Sciascia Savino, Bertolaccini Maria Laura, Roccatello Dario, Khamashta Munther A, Sanna Giovanni
Graham Hughes Lupus Research Laboratory, Lupus Research Unit, Division of Women's Health, The Rayne Institute, King's College London, 4th Floor Lambeth Wing, St Thomas' Hospital, London, SE1 7EH, UK.
J Neurol. 2014 Sep;261(9):1706-14. doi: 10.1007/s00415-014-7406-8. Epub 2014 Jun 21.
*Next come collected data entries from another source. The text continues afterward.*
//! Numeric constants shared by the simulator and the graph.

/// Constants used across the crate
pub mod zx_constants {
    /// Full turn; spider phases live in `[0, TAU)`.
    pub const TAU: f64 = std::f64::consts::TAU;
    /// Entry of the normalised Hadamard matrix.
    pub const FRAC_1_SQRT_2: f64 = std::f64::consts::FRAC_1_SQRT_2;
    /// Default tolerance for normalization checks and matrix comparisons.
    pub const DEFAULT_TOLERANCE: f64 = 1e-9;
    /// State errors at or below this value are rounding noise and count as zero.
    pub const ERROR_FLOOR: f64 = 1e-9;
    /// Upper bound on draws for a single mutation before it is skipped.
    pub const MAX_MUTATION_ATTEMPTS: usize = 1_000;
}
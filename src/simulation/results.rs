// src/simulation/results.rs
use crate::core::QuantumState;
use std::fmt;

/// One combination of measurement outcomes and the state it leaves behind.
#[derive(Debug, Clone, PartialEq)]
pub struct Branch {
    pub(crate) outcomes: Vec<(usize, bool)>,
    pub(crate) probability: f64,
    pub(crate) state: QuantumState,
}

impl Branch {
    pub(crate) fn new(outcomes: Vec<(usize, bool)>, probability: f64, state: QuantumState) -> Self {
        Self { outcomes, probability, state }
    }

    /// `(qubit, value)` for every measurement, in the order they were taken.
    pub fn outcomes(&self) -> &[(usize, bool)] {
        &self.outcomes
    }

    pub fn probability(&self) -> f64 {
        self.probability
    }

    /// State after the last layer of the circuit on this branch.
    pub fn state(&self) -> &QuantumState {
        &self.state
    }
}

/// Holds every branch of an exhaustive measurement expansion.
#[derive(Debug, Clone, PartialEq, Default)]
pub struct SimulationResult {
    branches: Vec<Branch>,
}

impl SimulationResult {
    /// Wraps finished branches. (Internal visibility)
    pub(crate) fn from_branches(branches: Vec<Branch>) -> Self {
        Self { branches }
    }

    pub fn branches(&self) -> &[Branch] {
        &self.branches
    }

    pub fn len(&self) -> usize {
        self.branches.len()
    }

    pub fn is_empty(&self) -> bool {
        self.branches.is_empty()
    }

    /// Sum of the branch probabilities.
    pub fn total_probability(&self) -> f64 {
        self.branches.iter().map(|b| b.probability).sum()
    }

    /// The branch with the highest probability, if any.
    pub fn most_likely(&self) -> Option<&Branch> {
        self.branches.iter().max_by(|a, b| a.probability.total_cmp(&b.probability))
    }

    /// Probability that the first measurement of `qubit` gave `value`.
    pub fn outcome_probability(&self, qubit: usize, value: bool) -> f64 {
        self.branches
            .iter()
            .filter(|b| b.outcomes.iter().find(|(q, _)| *q == qubit).is_some_and(|(_, v)| *v == value))
            .map(|b| b.probability)
            .sum()
    }
}

impl fmt::Display for SimulationResult {
    fn fmt(&self, f: &mut fmt::Formatter<'_>) -> fmt::Result {
        writeln!(f, "Simulation Results:")?;
        if self.branches.is_empty() {
            return writeln!(f, "  No branch has non-zero probability.");
        }
        for branch in &self.branches {
            let outcomes: Vec<String> =
                branch.outcomes.iter().map(|(q, v)| format!("q{}={}", q, u8::from(*v))).collect();
            writeln!(f, "  [{}] p={:.4}: {}", outcomes.join(" "), branch.probability, branch.state)?;
        }
        Ok(())
    }
}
Neuropsychiatric systemic lupus erythematosus (NPSLE) is one of the most important manifestations of SLE, and includes a variety of clinical manifestations, classified by the American College of Rheumatology in 19 different neuropsychiatric syndromes. To date, more than 116 antibodies have been reported in SLE and at least 20 of them, including 11 brain-specific and 9 systemic antibodies, have been controversially associated with NPSLE. To systematically review the available evidence, to define the association between the above antibodies and NPSLE as a whole and with the 19 neuropsychiatric syndromes associated with SLE, by strictly applying the American College Rheumatology case definitions. Medline reports published between 1999 and 2013 investigating the association between antibodies and NPSLE were included. Whenever possible, associations between antibodies and both NPSLE as a whole and with the 19 syndromes were analysed. This systematic review is based on available data from more than 8,000 patients and controls from 42 studies analysing antibodies and NPSLE. Nineteen studies analysed the role of antiphospholipid antibodies (aPL), 11 focused on anti-ribosomal-P protein antibodies and 5 on anti-N-Methyl-D-Aspartate receptor antibodies. Two studies analysed, respectively, antibodies to aquaporin-4 and VH4-34 encoded antibodies. Given the multitude of clinical manifestations related to NPSLE, a single biomarker failed to be reliably associated with all neuropsychiatric events. Our findings provide evidence that aPL, mainly the lupus anticoagulant, and anti-ribosomal P antibodies are significantly associated with specific manifestations of neuropsychiatric disease attributed to SLE, namely, cerebrovascular events and psychosis, respectively.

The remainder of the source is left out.